Ray was at the foul line ready to roll while Perry was in the pit setting up the pins. Perry gave her the go-ahead, so she bowled the ball just as he jumped for the safety plank. But Perry slipped, taking out the ninepin with his noggin a split second before the bowling ball did.
"Oooh," they all shuddered.

That's what Ray Fey said anyway. And she stood up magnificently at the inquest, a real Willard girl, putting anyone who even dared think foul play to shame by virtue of her ladylike behavior under pressure.

Many years later, a story emerged implicating Ray Fey in an "unnatural relationship" with her lifelong housekeeper and companion, Miss Francine Hamilton, who she called "Frankie." WCW legend had it that when they were both elderly and cantankerous, Frankie strangled Ray in the closet of the master bedroom, during a fight over whether or not Ray could wear white shoes to a luncheon after Labor Day.

Another legend had it that Ray and Frankie hadn't died at all, but rather, had gone "into the closet to become ... "
"Lesbian vampires?"
"You got that right, sister."
Sometimes in the night, residents of Fey House would hear disquieting moans, and they would wonder who among them had been taken.

Every Halloween, Fey House was converted into a haunted house and tours were conducted as a part of a raucous costume party to which everybody on campus was invited. Even the jaded enjoyed a good scream when Fey Ray sprang from the closet flashing glow-in-the-dark vampire fangs and breasts smeared with "blood," wielding a bowling ball with Perry The Pinhead's name on it. When she threw the ball (which was styrofoam) it never failed to topple the whole lot of them, bouncing around like bowling pins in fits of hilarity, screeching and squealing enough to raise the pinhead dead.

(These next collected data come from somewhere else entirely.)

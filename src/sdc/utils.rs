//! Utility functions for SDC entries

use std::path::{Path, PathBuf};

use chrono::{DateTime, Utc};
use filetime::FileTime;

use super::types::{Entry, EntryInfo, EntrySpan};
use crate::error::{SdcError, SdcResult};

/// Seconds between 1601-01-01 (FILETIME epoch) and 1970-01-01
const FILETIME_UNIX_OFFSET_SECS: i64 = 11_644_473_600;
const FILETIME_TICKS_PER_SEC: u64 = 10_000_000;

/// Convert Windows FILETIME ticks to Unix seconds and nanoseconds.
/// Zero means "not recorded".
pub fn filetime_to_unix(ticks: u64) -> Option<(i64, u32)> {
    if ticks == 0 {
        return None;
    }
    let secs = (ticks / FILETIME_TICKS_PER_SEC) as i64 - FILETIME_UNIX_OFFSET_SECS;
    let nanos = ((ticks % FILETIME_TICKS_PER_SEC) * 100) as u32;
    Some((secs, nanos))
}

/// FILETIME ticks as an RFC 3339 UTC string
pub fn format_filetime(ticks: u64) -> Option<String> {
    let (secs, nanos) = filetime_to_unix(ticks)?;
    DateTime::<Utc>::from_timestamp(secs, nanos).map(|dt| dt.format("%Y-%m-%d %H:%M:%S").to_string())
}

/// Apply an entry's access and modification times to an extracted file
pub fn apply_entry_times(path: &Path, entry: &Entry) -> SdcResult<()> {
    let access = filetime_to_unix(entry.access_time);
    let modified = filetime_to_unix(entry.modification_time);
    if access.is_none() && modified.is_none() {
        return Ok(());
    }

    let to_filetime = |(secs, nanos): (i64, u32)| FileTime::from_unix_time(secs, nanos);
    let mtime = modified.or(access).map(to_filetime);
    let atime = access.map(to_filetime).or(mtime);
    if let (Some(atime), Some(mtime)) = (atime, mtime) {
        filetime::set_file_times(path, atime, mtime)
            .map_err(|e| SdcError::io(format!("setting file times on '{}'", path.display()), e))?;
    }
    Ok(())
}

/// Default key file location: `<container>.key`
pub fn default_key_path(container: &Path) -> PathBuf {
    let mut name = container.as_os_str().to_owned();
    name.push(".key");
    PathBuf::from(name)
}

/// Directory the container lives in (output root by default)
pub fn container_dir(container: &Path) -> PathBuf {
    match container.parent() {
        Some(parent) if !parent.as_os_str().is_empty() => parent.to_path_buf(),
        _ => PathBuf::from("."),
    }
}

/// Public listing view of an entry
pub fn entry_info(entry: &Entry, span: &EntrySpan, name: String) -> EntryInfo {
    EntryInfo {
        index: span.index,
        name,
        offset: span.start,
        compressed_span: span.length,
        read_chunk_len: span.read_chunk_len,
        uncompressed_size: entry.uncompressed_size,
        created: format_filetime(entry.creation_time),
        accessed: format_filetime(entry.access_time),
        modified: format_filetime(entry.modification_time),
    }
}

Despite the exhausting events of the day, Elizabeth did not sleep soundly through the night. She awoke at one point with the onslaught of a wicked hangover, feeling feverish and thirsty but too confused by her new surroundings to get up and set out in search of water. She was almost asleep again when she heard hushed voices. Sensing urgency, it took her a moment to locate the source. She sat up in bed, pulling her cotton comforter around her, not from the chill of the open window but for modesty’s sake, because she slept in her birthday jammies. Leaning toward the ledge of the window, she saw Dusie standing on the landing of the fire escape below, wearing nothing but a white tee shirt, underpants, and bobbie socks.

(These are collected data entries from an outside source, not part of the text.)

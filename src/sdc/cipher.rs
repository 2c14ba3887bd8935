//! Keyed decode layers
//!
//! The header body and the file name table are each protected by an
//! AES-256 counter-mode keystream keyed with the key file's 32-byte
//! name key. Every layer has its own counter prefix, so the layers are
//! independent even though they share a key. Counter mode is its own
//! inverse: the same call encodes and decodes.
//!
//! File content is protected separately by a single-byte XOR applied
//! after decompression (see [`xor_content`]).

use aes::cipher::{BlockEncrypt, KeyInit};
use aes::{Aes256Enc, Block as AesBlock};

use super::types::FILE_NAME_KEY_LEN;

/// Cipher block granularity in bytes
pub const CIPHER_BLOCK_LEN: usize = 16;

/// Output buffer smaller than [`required_output_len`]
pub const DECRYPT_ERR_OUTPUT_TOO_SMALL: i32 = -2;
/// Ciphertext length field points outside the header body
pub const DECRYPT_ERR_OUT_OF_BOUNDS: i32 = -3;

/// Which keyed layer a cipher instance serves
#[derive(Debug, Clone, Copy, PartialEq, Eq)]
pub enum Layer {
    Header,
    NameTable,
}

impl Layer {
    fn counter_prefix(&self) -> [u8; 8] {
        match self {
            Layer::Header => *b"SDC-HDR\0",
            Layer::NameTable => *b"SDC-FNT\0",
        }
    }
}

/// Keyed, involutive transform for one layer
pub struct KeyedCipher {
    cipher: Aes256Enc,
    prefix: [u8; 8],
}

impl KeyedCipher {
    pub fn new(key: &[u8; FILE_NAME_KEY_LEN], layer: Layer) -> Self {
        Self {
            cipher: Aes256Enc::new(key.into()),
            prefix: layer.counter_prefix(),
        }
    }

    /// XOR the layer keystream over `data` in place
    pub fn apply(&self, data: &mut [u8]) {
        for (counter, chunk) in data.chunks_mut(CIPHER_BLOCK_LEN).enumerate() {
            let mut block = AesBlock::default();
            block[..8].copy_from_slice(&self.prefix);
            block[8..].copy_from_slice(&(counter as u64).to_be_bytes());
            self.cipher.encrypt_block(&mut block);
            for (byte, key) in chunk.iter_mut().zip(block.iter()) {
                *byte ^= key;
            }
        }
    }

    /// Decrypt `ciphertext` into `out`, returning the plaintext length.
    ///
    /// `out` must hold at least [`required_output_len`] bytes; the byte after
    /// the plaintext is set to zero so the result is always terminated.
    pub fn decrypt_into(&self, ciphertext: &[u8], out: &mut [u8]) -> Result<usize, i32> {
        if out.len() < required_output_len(ciphertext.len()) {
            return Err(DECRYPT_ERR_OUTPUT_TOO_SMALL);
        }
        let plain = &mut out[..ciphertext.len()];
        plain.copy_from_slice(ciphertext);
        self.apply(plain);
        out[ciphertext.len()] = 0;
        Ok(ciphertext.len())
    }
}

/// Ciphertext length rounded up to the cipher block granularity
pub fn data_output_size(len: usize) -> usize {
    len.div_ceil(CIPHER_BLOCK_LEN) * CIPHER_BLOCK_LEN
}

/// Output buffer needed to decrypt `len` ciphertext bytes (plus terminator)
pub fn required_output_len(len: usize) -> usize {
    data_output_size(len) + 1
}

/// Content layer: XOR every byte with `mask`. Self-inverse.
#[inline]
pub fn xor_content(mask: u8, data: &mut [u8]) {
    if mask == 0 {
        return;
    }
    for byte in data.iter_mut() {
        *byte ^= mask;
    }
}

Pip was calling to her quietly from the window, trying to coax her back into their room, but Dusie mewled meekly, "Leave me alone."
"Come back inside. Please."

"No."
"Come on, Baby D. I said I was sorry."
There it was again, that oddly demonstrative, possibly sexist pet name.
"You’re shivering, Baby, come on in."
"So what? Who cares? Fuck you." Dusie's curse, like her aspect, was more tearful than enraged, more self-pitying than spiteful.
Pip stepped out onto the fire escape and took Dusie by the arm to lead her back into the room.
Elizabeth fell back into bed, in an agitated state, but relaxed somewhat when she heard Dusie giggling, only to find herself tensing up again when, after a telling silence, she heard a moan.